ABOUT THIS TASK
A verbatim copy of the lines starting at the one with "length, in bytes." and ending at the last line below is required; include nothing else.
======== RECORDS SUPPLIED ========
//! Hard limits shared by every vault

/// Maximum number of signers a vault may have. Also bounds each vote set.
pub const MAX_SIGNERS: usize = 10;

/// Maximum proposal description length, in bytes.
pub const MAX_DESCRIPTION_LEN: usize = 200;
========
RESULT BELOW
/// Maximum proposal description length, in bytes.
pub const MAX_DESCRIPTION_LEN: usize = 200;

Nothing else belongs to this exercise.